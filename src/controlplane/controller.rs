//! Per-connection ownership of routers
//!
//! The forwarding device may reconnect, and several devices may be driven
//! at once. Each connection gets a router built fresh from the static
//! configuration, with empty caches and queues; nothing survives the
//! connection.

use crate::config::{self, Config};
use crate::controlplane::Router;
use crate::datapath::{Datapath, PortId};
use crate::telemetry::MetricsRegistry;
use crate::{Error, Result};
use std::collections::HashMap;
use std::sync::Arc;
use tracing::{debug, warn};

/// Identifier the host framework assigns to a device connection.
pub type ConnectionId = u64;

pub struct Controller {
    cfg: Config,
    metrics: Arc<MetricsRegistry>,
    routers: HashMap<ConnectionId, Router>,
}

impl Controller {
    /// Validate the configuration once, up front, so connections cannot
    /// fail later for a reason known at startup.
    pub fn new(cfg: Config) -> Result<Self> {
        let report = config::validate(&cfg);
        report.log_diagnostics();
        if report.has_errors() {
            return Err(Error::Config(report.errors.join("; ")));
        }
        Ok(Self {
            cfg,
            metrics: Arc::new(MetricsRegistry::new()),
            routers: HashMap::new(),
        })
    }

    pub fn metrics(&self) -> &Arc<MetricsRegistry> {
        &self.metrics
    }

    pub fn connection_count(&self) -> usize {
        self.routers.len()
    }

    /// A device connected: stand up a fresh router for it. A reconnect
    /// under the same id discards the previous router's state.
    pub fn connection_up(&mut self, conn: ConnectionId) -> Result<()> {
        let router = Router::from_config(&self.cfg, self.metrics.clone())?;
        debug!(conn, ports = router.port_count(), "device connection up");
        self.routers.insert(conn, router);
        Ok(())
    }

    /// A device disconnected: drop its router, caches and queues included.
    pub fn connection_down(&mut self, conn: ConnectionId) {
        if self.routers.remove(&conn).is_some() {
            debug!(conn, "device connection down");
        }
    }

    /// Route one frame event to the owning router.
    pub fn frame_in(
        &mut self,
        conn: ConnectionId,
        ingress: PortId,
        data: &[u8],
        dp: &mut dyn Datapath,
    ) -> bool {
        match self.routers.get_mut(&conn) {
            Some(router) => router.process_frame(ingress, data, dp),
            None => {
                warn!(conn, "frame from unknown device connection");
                false
            }
        }
    }
}
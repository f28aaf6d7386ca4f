//! Passive learning bridge
//!
//! The simple alternative to routed mode: observe source MACs to build an
//! address-to-port table, flood when the destination is unknown, and once
//! it is known install an exact-match L2 rule so the flow stays in
//! hardware. No resolution protocol, no queuing, no rewriting.

use crate::datapath::{Datapath, FlowAction, FlowMatch, FlowRule, PortId, FLOOD};
use crate::protocol::ethernet::Frame;
use crate::protocol::MacAddr;
use std::collections::HashMap;
use tracing::{trace, warn};

#[derive(Debug, Default)]
pub struct LearningBridge {
    /// MAC-to-port mappings learned by observation; latest sighting wins.
    mac_to_port: HashMap<MacAddr, PortId>,
}

impl LearningBridge {
    pub fn new() -> Self {
        Self::default()
    }

    pub fn len(&self) -> usize {
        self.mac_to_port.len()
    }

    pub fn is_empty(&self) -> bool {
        self.mac_to_port.is_empty()
    }

    /// Handle one inbound frame: learn the source, then forward to the
    /// learned port (installing the shortcut rule) or flood on miss.
    pub fn handle_frame(&mut self, ingress: PortId, data: &[u8], dp: &mut dyn Datapath) {
        let frame = match Frame::parse(data) {
            Ok(f) => f,
            Err(e) => {
                warn!(ingress, "ignoring malformed frame: {e}");
                return;
            }
        };

        let src = frame.src_mac();
        let dst = frame.dst_mac();
        self.mac_to_port.insert(src, ingress);
        trace!(ingress, %src, %dst, "bridging frame");

        match self.mac_to_port.get(&dst) {
            Some(&egress) => {
                let rule = FlowRule {
                    matches: FlowMatch {
                        eth_src: Some(src),
                        eth_dst: Some(dst),
                        ..FlowMatch::default()
                    },
                    actions: vec![FlowAction::Output(egress)],
                };
                dp.install(rule);
                dp.emit(data, egress);
            }
            None => {
                // Destination not seen yet: let every segment have it.
                dp.emit(data, FLOOD);
            }
        }
    }
}
//! One player's game: phases, the challenge lifecycle for the current
//! session, and the frame clock that drives deferred work.
//!
//! All inbound notifications and `update` calls are expected one at a time
//! from a single owner; nothing here is shared across threads.

use std::{
    collections::BTreeMap,
    sync::{Arc, Mutex, PoisonError},
    time::Duration,
};

use rand::{rngs::StdRng, SeedableRng};
use serde::Serialize;
use tracing::{debug, info, instrument, warn};

use crate::bank::QuestionBank;
use crate::bus::{BusPayload, EventBus, OVERLAY_REQUESTED};
use crate::config::GameConfig;
use crate::error::ConfigError;
use crate::domain::{ChallengeId, ChallengeState, Direction, Position, RegionId};
use crate::lifecycle::{Activation, ChallengeLifecycle, LifecycleParams, Resolution};
use crate::presenter::Presenter;
use crate::registry::Layout;
use crate::scene::{FinishReason, GameOverScreen, Phase, PhaseKind, SceneController};

/// Work scheduled on the frame clock. Cancel-free: stale entries are
/// discarded when they come due.
#[derive(Clone, Copy, Debug, PartialEq, Eq)]
struct Deferred {
    due: Duration,
    session: u64,
    task: DeferredTask,
}

#[derive(Clone, Copy, Debug, PartialEq, Eq)]
enum DeferredTask {
    RegenerateBatch,
}

#[derive(Clone, Debug, Serialize)]
pub struct ObjectSnapshot {
    pub id: ChallengeId,
    pub position: Position,
    pub state: ChallengeState,
    pub question_id: String,
}

/// The open question as the host may see it: answer texts, no expected answer.
#[derive(Clone, Debug, Serialize)]
pub struct OverlaySnapshot {
    pub object: ChallengeId,
    pub prompt: String,
    pub anchor: Position,
    pub answers: Vec<String>,
}

/// Read-only view of the game, for the host and for tests.
#[derive(Clone, Debug, Serialize)]
pub struct Snapshot {
    pub phase: Phase,
    pub session: u64,
    pub score: u32,
    pub lives: u32,
    pub active: Option<ChallengeId>,
    pub overlay: Option<OverlaySnapshot>,
    pub remaining: usize,
    pub objects: Vec<ObjectSnapshot>,
    pub solved: BTreeMap<String, bool>,
    pub regeneration_pending: bool,
    /// Score carried into the most recent Terminal phase, if any.
    pub last_score: Option<u32>,
    pub games_over: u32,
}

pub struct Game<P: Presenter> {
    bank: Arc<QuestionBank>,
    layout: Arc<dyn Layout + Send + Sync>,
    params: LifecycleParams,
    regen_delay: Duration,
    show_main_menu: bool,
    rng_seed: Option<u64>,
    bus: EventBus,
    scene: SceneController,
    game_over: Arc<Mutex<GameOverScreen>>,
    lifecycle: Option<ChallengeLifecycle>,
    presenter: P,
    clock: Duration,
    deferred: Vec<Deferred>,
}

impl<P: Presenter> Game<P> {
    /// Fails if `config` could never start a session.
    pub fn new(
        config: &GameConfig,
        bank: Arc<QuestionBank>,
        bus: EventBus,
        presenter: P,
    ) -> Result<Self, ConfigError> {
        config.validate()?;
        let game_over = Arc::new(Mutex::new(GameOverScreen::default()));
        let mut scene = SceneController::new(bus.clone());
        scene.register_handler(PhaseKind::Terminal, Box::new(Arc::clone(&game_over)));
        Ok(Self {
            bank,
            layout: Arc::new(config.row_layout()),
            params: config.lifecycle_params(),
            regen_delay: config.regen_delay(),
            show_main_menu: config.show_main_menu,
            rng_seed: config.rng_seed,
            bus,
            scene,
            game_over,
            lifecycle: None,
            presenter,
            clock: Duration::ZERO,
            deferred: Vec::new(),
        })
    }

    /// Swap the placement function used for every future batch.
    #[cfg(test)]
    pub fn with_layout(mut self, layout: Arc<dyn Layout + Send + Sync>) -> Self {
        self.layout = layout;
        self
    }

    /// Boot -> Preload -> (MainMenu | Playing).
    #[instrument(level = "info", skip(self))]
    pub fn boot(&mut self) {
        if let Err(e) = self.scene.boot().and_then(|_| self.scene.preload()) {
            warn!(target: "reef_quiz", error = %e, "Boot ignored");
            return;
        }
        if self.show_main_menu {
            if let Err(e) = self.scene.main_menu() {
                warn!(target: "reef_quiz", error = %e, "Main menu unavailable");
            }
        } else {
            self.start();
        }
    }

    /// Leave Preload or MainMenu and begin the first session.
    pub fn start(&mut self) {
        match self.scene.play() {
            Ok(_) => self.begin_session(),
            Err(e) => debug!(target: "reef_quiz", error = %e, "Start ignored"),
        }
    }

    /// Terminal -> Playing with fresh score, lives and solved set.
    #[instrument(level = "info", skip(self))]
    pub fn restart(&mut self) {
        match self.scene.restart() {
            Ok(_) => self.begin_session(),
            Err(e) => debug!(target: "reef_quiz", error = %e, "Restart ignored"),
        }
    }

    /// External request to end the current session.
    pub fn abandon(&mut self) {
        let score = self.score();
        if let Err(e) = self.scene.finish(score, FinishReason::Abandoned) {
            debug!(target: "reef_quiz", error = %e, "Abandon ignored");
        }
    }

    pub fn on_proximity(&mut self, id: ChallengeId) -> Option<Activation> {
        if !self.scene.is_playing() {
            debug!(target: "challenge", object = %id, "Proximity outside Playing ignored");
            return None;
        }
        let lifecycle = self.lifecycle.as_mut()?;
        Some(lifecycle.on_proximity(id, &mut self.presenter))
    }

    pub fn on_answer_selected(&mut self, region: RegionId) -> Option<Resolution> {
        if !self.scene.is_playing() {
            debug!(target: "challenge", object = %region.object, "Selection outside Playing ignored");
            return None;
        }
        let lifecycle = self.lifecycle.as_mut()?;
        let resolution = lifecycle.on_answer_selected(region, &mut self.presenter);

        match resolution {
            Resolution::LivesExhausted { score } => {
                if let Err(e) = self.scene.finish(score, FinishReason::LivesExhausted) {
                    warn!(target: "reef_quiz", error = %e, "Terminal handoff refused");
                }
            }
            r if r.batch_exhausted() => self.schedule(DeferredTask::RegenerateBatch),
            _ => {}
        }
        Some(resolution)
    }

    /// Forwarded to the movement controller; not part of game state.
    pub fn on_movement_input(&mut self, direction: Direction) {
        if self.scene.is_playing() {
            self.presenter.steer(direction);
        }
    }

    /// Ask the host to surface a UI affordance outside the game canvas.
    pub fn request_overlay(&mut self) -> usize {
        self.bus.publish(OVERLAY_REQUESTED, BusPayload::None)
    }

    /// Per-frame pass: advance the clock and run due deferred work.
    pub fn update(&mut self, elapsed: Duration) {
        self.clock += elapsed;
        let now = self.clock;
        let (due, pending): (Vec<Deferred>, Vec<Deferred>) =
            self.deferred.drain(..).partition(|d| d.due <= now);
        self.deferred = pending;

        for job in due {
            self.run(job);
        }
    }

    fn schedule(&mut self, task: DeferredTask) {
        let job = Deferred {
            due: self.clock + self.regen_delay,
            session: self.scene.session(),
            task,
        };
        debug!(target: "challenge", ?task, due_ms = job.due.as_millis() as u64, "Deferred task scheduled");
        self.deferred.push(job);
    }

    fn run(&mut self, job: Deferred) {
        if !self.scene.is_playing() || job.session != self.scene.session() {
            debug!(target: "challenge", ?job, "Deferred task dropped: session no longer playing");
            return;
        }
        match job.task {
            DeferredTask::RegenerateBatch => {
                if let Some(lifecycle) = self.lifecycle.as_mut() {
                    lifecycle.regenerate(&mut self.presenter);
                }
            }
        }
    }

    fn begin_session(&mut self) {
        let session = self.scene.session();
        if let Some(mut previous) = self.lifecycle.take() {
            previous.teardown(&mut self.presenter);
        }
        self.deferred.retain(|job| job.session == session);
        let rng = match self.rng_seed {
            Some(seed) => StdRng::seed_from_u64(seed.wrapping_add(session)),
            None => StdRng::from_entropy(),
        };
        let mut lifecycle = ChallengeLifecycle::new(
            Arc::clone(&self.bank),
            Arc::clone(&self.layout),
            self.params,
            rng,
        );
        lifecycle.begin(&mut self.presenter);
        self.lifecycle = Some(lifecycle);
        info!(target: "reef_quiz", session, batch = self.params.batch_size, "Session started");
    }

    pub fn phase(&self) -> Phase {
        self.scene.phase()
    }

    pub fn session(&self) -> u64 {
        self.scene.session()
    }

    pub fn score(&self) -> u32 {
        self.lifecycle.as_ref().map_or(0, |l| l.progress().score())
    }

    #[cfg(test)]
    pub fn lifecycle(&self) -> Option<&ChallengeLifecycle> {
        self.lifecycle.as_ref()
    }

    #[cfg(test)]
    pub fn presenter(&self) -> &P {
        &self.presenter
    }

    pub fn presenter_mut(&mut self) -> &mut P {
        &mut self.presenter
    }

    #[cfg(test)]
    pub fn bus(&self) -> &EventBus {
        &self.bus
    }

    fn regeneration_pending(&self) -> bool {
        let session = self.scene.session();
        self.scene.is_playing() && self.deferred.iter().any(|job| job.session == session)
    }

    pub fn snapshot(&self) -> Snapshot {
        let lifecycle = self.lifecycle.as_ref();
        let game_over = self.game_over.lock().unwrap_or_else(PoisonError::into_inner);
        Snapshot {
            phase: self.scene.phase(),
            session: self.scene.session(),
            score: self.score(),
            lives: lifecycle.map_or(self.params.initial_lives, |l| l.progress().lives()),
            active: lifecycle.and_then(|l| l.active()),
            overlay: lifecycle.and_then(|l| l.overlay()).map(|o| OverlaySnapshot {
                object: o.object,
                prompt: o.prompt.clone(),
                anchor: o.anchor,
                answers: o.regions.iter().map(|r| r.answer_text.clone()).collect(),
            }),
            remaining: lifecycle.map_or(0, |l| l.registry().count_remaining()),
            objects: lifecycle
                .map(|l| {
                    l.registry()
                        .iter()
                        .map(|o| ObjectSnapshot {
                            id: o.id,
                            position: o.position,
                            state: o.state,
                            question_id: o.question.id.clone(),
                        })
                        .collect()
                })
                .unwrap_or_default(),
            solved: lifecycle
                .map(|l| l.solved().iter().map(|(k, v)| (k.clone(), *v)).collect())
                .unwrap_or_default(),
            regeneration_pending: self.regeneration_pending(),
            last_score: game_over.last_score(),
            games_over: game_over.games_over(),
        }
    }
}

[Your objective]: All lines from the opening of the material through the line that contains "and queues included." are to be printed exactly, with no others.

[Output of the exercise]:
filename src/controlplane/controller.rs
//! Per-connection ownership of routers
//!
//! The forwarding device may reconnect, and several devices may be driven
//! at once. Each connection gets a router built fresh from the static
//! configuration, with empty caches and queues; nothing survives the
//! connection.

use crate::config::{self, Config};
use crate::controlplane::Router;
use crate::datapath::{Datapath, PortId};
use crate::telemetry::MetricsRegistry;
use crate::{Error, Result};
use std::collections::HashMap;
use std::sync::Arc;
use tracing::{debug, warn};

/// Identifier the host framework assigns to a device connection.
pub type ConnectionId = u64;

pub struct Controller {
    cfg: Config,
    metrics: Arc<MetricsRegistry>,
    routers: HashMap<ConnectionId, Router>,
}

impl Controller {
    /// Validate the configuration once, up front, so connections cannot
    /// fail later for a reason known at startup.
    pub fn new(cfg: Config) -> Result<Self> {
        let report = config::validate(&cfg);
        report.log_diagnostics();
        if report.has_errors() {
            return Err(Error::Config(report.errors.join("; ")));
        }
        Ok(Self {
            cfg,
            metrics: Arc::new(MetricsRegistry::new()),
            routers: HashMap::new(),
        })
    }

    pub fn metrics(&self) -> &Arc<MetricsRegistry> {
        &self.metrics
    }

    pub fn connection_count(&self) -> usize {
        self.routers.len()
    }

    /// A device connected: stand up a fresh router for it. A reconnect
    /// under the same id discards the previous router's state.
    pub fn connection_up(&mut self, conn: ConnectionId) -> Result<()> {
        let router = Router::from_config(&self.cfg, self.metrics.clone())?;
        debug!(conn, ports = router.port_count(), "device connection up");
        self.routers.insert(conn, router);
        Ok(())
    }

    /// A device disconnected: drop its router, caches and queues included.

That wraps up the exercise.